Stress Regime and Fault Orientation Influence in the Propagation of Hydraulic Fractures

Hydraulic fracture mechanics has become a predominant technology to enhance the permeability of host rock formations and facilitate fluid circulation. This has been applied to enhance geothermal reservoirs as well as for unconventional hydrocarbon recovery. In the last three decades, consistent and important scientific advances have been achieved in the mechanics of hydraulic fractures from experiments, to analytical and numerical methods. One of the predominant open questions regards the interaction between newly created hydraulic fractures and preexisting fractures and faults at depth. Faults within the rock mass are known to act as either shield or anti-shield mechanisms, i.e., favouring or halting the propagation of hydrofractures depending on the material property contrast and/or loading conditions.

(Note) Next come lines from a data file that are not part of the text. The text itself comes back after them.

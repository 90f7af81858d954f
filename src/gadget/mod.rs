//! USB gadget backends
//!
//! Three kernel interfaces can expose a file as USB mass storage. This module
//! puts them behind one mount/unmount/status contract:
//! - ConfigFS: modern composable gadget tree
//! - UDC: legacy gadget statically bound to a controller
//! - Sysfs: legacy Android `android_usb` driver
//!
//! Architecture:
//! ```text
//! select_backend()
//!     └── Backend (closed enum, GadgetBackend)
//!             ├── ConfigFsBackend ── DetachedGadget ── MassStorageFunction
//!             ├── UdcBackend ─────── SoftDisconnect
//!             └── SysfsBackend
//!                     │
//!              attr (read/write/exists) + verify (LUN read-back)
//! ```

pub mod attr;
pub mod backend;
pub mod configfs;
pub mod detach;
pub mod function;
pub mod paths;
pub mod selector;
pub mod sysfs;
pub mod udc;
pub mod verify;

pub use backend::{
    Backend, BackendKind, Capabilities, GadgetBackend, MountMode, MountOptions, MountStatus,
};
pub use configfs::{ConfigFsBackend, GadgetDescriptor};
pub use detach::{DetachedGadget, SoftDisconnect};
pub use function::MassStorageFunction;
pub use paths::GadgetPaths;
pub use selector::{select_backend, select_from};
pub use sysfs::SysfsBackend;
pub use udc::UdcBackend;
pub use verify::{verify_mount, verify_unmount};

Yet, the prediction of fracture growth in such circumstance to date still remains a great challenge as standard numerical methods require meshes conforming to the existing discontinuities, whereas analytical methods typically need to rely on certain heuristic criteria. Phase-field is one of the most promising and reliable numerical tools to investigate hydraulic fracture propagation under complex conditions. We tackle the problem of induced vs preexisting fractures interaction with a phase-field based method where both are regularised by a smooth function. One of the main advantage is that within the proposed method, pre-existing fractures can be treated as an additional phase-field order parameter without the necessity of conforming meshes: this is possible because changes in the discontinuity topology require merely changes in the profile of the phase-field variable. This enables a very efficient uncertainty assessment on geological discontinuities such as fault inclination.We first present a formulation of the phase-field model of brittle fracture extended to hydraulic fracture and then introduce a regularisation method for induced fracture and pre-existing geological discontinuities. The model is implemented into a parallel simulation environment using the open-source software OpenGeoSys. We investigate the role of preexisting fracture orientation (sub-vertical and sub-horizontal) in correlation with the acting faulting regime (normal and reverse faulting).